What about Zytiga? Is it effective for patients where cancer has metastasized (with few or no symptoms) following androgen-deprivation therapy? Is this a difficult patient group to treat?

Zytiga, or abiraterone, is another novel hormonal medication that was FDA-approved in April 2011 for men with CRPC. It is also effective and showed a significant survival benefit in men who had stopped responding to docetaxel-based chemotherapy. We now have three FDA-approved new medications in the “Post-docetaxel space” in CRPC: cabazitaxel (Jevtana®); abiraterone (Zytiga) and now enzalutamide (Xtandi). Jevtana (25 mg M-squared IV given every three weeks with low-dose oral steroids) is a taxane systemic chemotherapy that was approved in June 2010 and was the first novel drug to show a survival benefit in post docetaxel CRPC. The median survival benefit was about 3 months and it received accelerated FDA approval due to it being the first agent to show improved survival in this group of patients.

Zytiga is an oral agent taken at a dose of 1000 mg daily (four 250 mg tablets taken once daily along with low-dose oral prednisone 5 mg twice daily). The biggest challenge now will be to learn how to properly sequence these three novel agents for maximal patient benefit. Furthermore, both Zytiga and Xtandi are both effective in men who are pre-chemotherapy CRPC and are both likely to be approved in the next year or so in the pre-chemo space. The clinical trials of all three of these agents were done independent of the other two so we still have to learn how to use these drugs together and in the best order for our patients.

What have you heard from patients about Zytiga? What about side effects or any other patient-related issues?

Zytiga is well-tolerated; however, does have to be given with low-dose prednisone. It may cause hypokalemia (low serum potassium levels) so doctors need to measure a serum potassium level before starting the drug and need to monitor levels periodically. It can also cause fluid retention and hypertension so oncologists and urologists need to be aware and monitor appropriately. In the post-docetaxel setting where it is currently FDA-approved, the low-dose steroids are not generally an issue and patients are being monitored by oncologists and their staff pretty often. However, when Zytiga becomes FDA-approved in the pre-chemotherapy setting where men are generally healthier and may not be monitored as often, doctors will need to be a little more vigilant with monitoring patients on Zytiga.

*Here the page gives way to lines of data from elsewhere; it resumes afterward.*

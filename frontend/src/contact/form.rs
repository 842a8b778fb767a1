use std::cell::RefCell;
use std::rc::Rc;

use gloo_timers::callback::Timeout;
use wasm_bindgen_futures::spawn_local;
use web_sys::{
    Element, HtmlInputElement, HtmlSelectElement, HtmlTextAreaElement, ScrollBehavior,
    ScrollIntoViewOptions, ScrollLogicalPosition,
};
use yew::prelude::*;

use crate::contact::controller::{ContactController, ContactView};
use crate::contact::fields::{ContactFields, Field};
use crate::contact::relay::Web3FormsRelay;
use crate::contact::status::{StatusAction, StatusBoard, SubmissionStatus, SubmitControl};
use crate::effects::phone::format_us_phone;

const SUBMIT_LABEL: &str = "Send Message";

/// Yew state handles behind the contact form.
#[derive(Clone)]
struct FormView {
    control: UseStateHandle<SubmitControl>,
    board: UseReducerHandle<StatusBoard>,
    generation: Rc<RefCell<u64>>,
    expiry: Rc<RefCell<Option<Timeout>>>,
    fields: UseStateHandle<ContactFields>,
}

impl ContactView for FormView {
    fn set_submit_control(&self, control: SubmitControl) {
        self.control.set(control);
    }

    fn show_status(&self, status: SubmissionStatus) {
        let generation = {
            let mut current = self.generation.borrow_mut();
            *current += 1;
            *current
        };
        self.board.dispatch(StatusAction::Show { status, generation });

        // Replacing the handle cancels the previous message's expiry.
        let board = self.board.clone();
        *self.expiry.borrow_mut() = status.expiry_delay().map(|delay| {
            Timeout::new(delay, move || {
                board.dispatch(StatusAction::Expire(generation));
            })
        });
    }

    fn clear_fields(&self) {
        self.fields.set(ContactFields::default());
    }
}

#[function_component(ContactForm)]
pub fn contact_form() -> Html {
    let fields = use_state(ContactFields::default);
    let focused = use_state(|| None::<Field>);
    let control = use_state(|| SubmitControl::ready(SUBMIT_LABEL));
    let board = use_reducer(StatusBoard::default);
    let generation = use_mut_ref(|| 0u64);
    let expiry = use_mut_ref(|| None::<Timeout>);
    let status_ref = use_node_ref();

    let view = FormView {
        control: control.clone(),
        board: board.clone(),
        generation,
        expiry,
        fields: fields.clone(),
    };

    // Runs after the status line has rendered its new message.
    {
        let board = board.clone();
        let status_ref = status_ref.clone();
        let deps = board.generation;
        use_effect_with_deps(
            move |_| {
                if board.should_reveal() {
                    if let Some(element) = status_ref.cast::<Element>() {
                        let options = ScrollIntoViewOptions::new();
                        options.set_behavior(ScrollBehavior::Smooth);
                        options.set_block(ScrollLogicalPosition::Nearest);
                        element.scroll_into_view_with_scroll_into_view_options(&options);
                    }
                }
                || ()
            },
            deps,
        );
    }

    let onsubmit = {
        let view = view.clone();
        let fields = fields.clone();
        let control = control.clone();
        Callback::from(move |e: SubmitEvent| {
            e.prevent_default();
            if control.disabled {
                return;
            }
            let controller = ContactController::new(Web3FormsRelay::default(), view.clone());
            let guard = controller.begin((*control).clone());
            let snapshot = fields.to_field_set();
            spawn_local(async move {
                let _ = controller.complete(guard, snapshot).await;
            });
        })
    };

    let set_field = |field: Field| {
        let fields = fields.clone();
        move |value: String| {
            let value = if field == Field::Phone { format_us_phone(&value) } else { value };
            fields.set(fields.with(field, value));
        }
    };

    let on_focus = |field: Field| {
        let focused = focused.clone();
        Callback::from(move |_: FocusEvent| focused.set(Some(field)))
    };

    let on_blur = {
        let focused = focused.clone();
        Callback::from(move |_: FocusEvent| focused.set(None))
    };

    let group_class = |field: Field| {
        let active = field.shows_focus() && *focused == Some(field);
        classes!("form-group", active.then(|| "focused"))
    };

    let text_input = |field: Field, kind: &'static str, label: &'static str, placeholder: &'static str, required: bool| {
        let set = set_field(field);
        let oninput = Callback::from(move |e: InputEvent| {
            let input: HtmlInputElement = e.target_unchecked_into();
            set(input.value());
        });
        html! {
            <div class={group_class(field)}>
                <label for={field.key()}>{label}</label>
                <input
                    type={kind}
                    id={field.key()}
                    name={field.key()}
                    placeholder={placeholder}
                    required={required}
                    value={fields.get(field).to_string()}
                    oninput={oninput}
                    onfocus={on_focus(field)}
                    onblur={on_blur.clone()}
                />
            </div>
        }
    };

    let on_service = {
        let set = set_field(Field::Service);
        Callback::from(move |e: Event| {
            let select: HtmlSelectElement = e.target_unchecked_into();
            set(select.value());
        })
    };

    let on_message = {
        let set = set_field(Field::Message);
        Callback::from(move |e: InputEvent| {
            let area: HtmlTextAreaElement = e.target_unchecked_into();
            set(area.value());
        })
    };

    html! {
        <form id="contactForm" class="contact-form" onsubmit={onsubmit}>
            <div class="form-row">
                { text_input(Field::Name, "text", "Full Name *", "John Smith", true) }
                { text_input(Field::Email, "email", "Email Address *", "john@company.com", true) }
            </div>
            <div class="form-row">
                { text_input(Field::Phone, "tel", "Phone Number", "(555) 123-4567", false) }
                { text_input(Field::Company, "text", "Company Name", "Your Company", false) }
            </div>
            <div class={group_class(Field::Service)}>
                <label for="service">{"What can we help with?"}</label>
                <select id="service" name="service" onchange={on_service}>
                    { for SERVICES.iter().map(|(value, label)| html! {
                        <option value={*value} selected={fields.service == *value}>{*label}</option>
                    }) }
                </select>
            </div>
            <div class={group_class(Field::Message)}>
                <label for="message">{"Tell us about your project *"}</label>
                <textarea
                    id="message"
                    name="message"
                    rows="5"
                    required={true}
                    placeholder="What processes would you like to automate?"
                    value={fields.message.clone()}
                    oninput={on_message}
                    onfocus={on_focus(Field::Message)}
                    onblur={on_blur.clone()}
                />
            </div>
            <button type="submit" class="btn btn-primary btn-submit" disabled={control.disabled}>
                <span>{ control.label.clone() }</span>
            </button>
            <div ref={status_ref} id="formMessage" class={board.status.class()}>
                { board.status.message().unwrap_or_default() }
            </div>
        </form>
    }
}

const SERVICES: [(&str, &str); 5] = [
    ("", "Select a service"),
    ("automation", "Workflow Automation"),
    ("ai-chatbots", "AI Chatbots"),
    ("web-development", "Web Development"),
    ("consulting", "Consulting"),
];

Also, in the pre-chemotherapy setting, patients are generally under the care of urologists and not oncologists. Among urologists, we are working hard to further train a subset of urologists to use these new agents who will be very comfortable managing men in this new era. As far as patients, what I have heard is that virtually all patients are excited about the new options where we have more to offer them and the prospects of making advanced prostate cancer more and more of a chronic disease.

With all of these new treatment options, how will doctors decide which drugs to use and where?

This is the key question to our field now that we have four new agents available in the last several years for use in advanced prostate cancer. If we follow the current (Sept 2012) FDA-approvals and use these drugs fully on label, then the sequence might look like this:

1. Provenge®; 2. Docetaxel; 3. Zytiga or Jevtana or Xtandi depending on the physician and patient preference. Also, denosumab (Xgeva®), a new RANK-Ligand inhibitor given at 120 mg subcutaneously every month, is also FDA-approved to prevent skeletal events in men with advanced prostate cancer. It can be used as soon as a man is diagnosed with bony-metastatic prostate cancer or can be reserved for those with CRPC at a similar time as the patient is eligible for Provenge.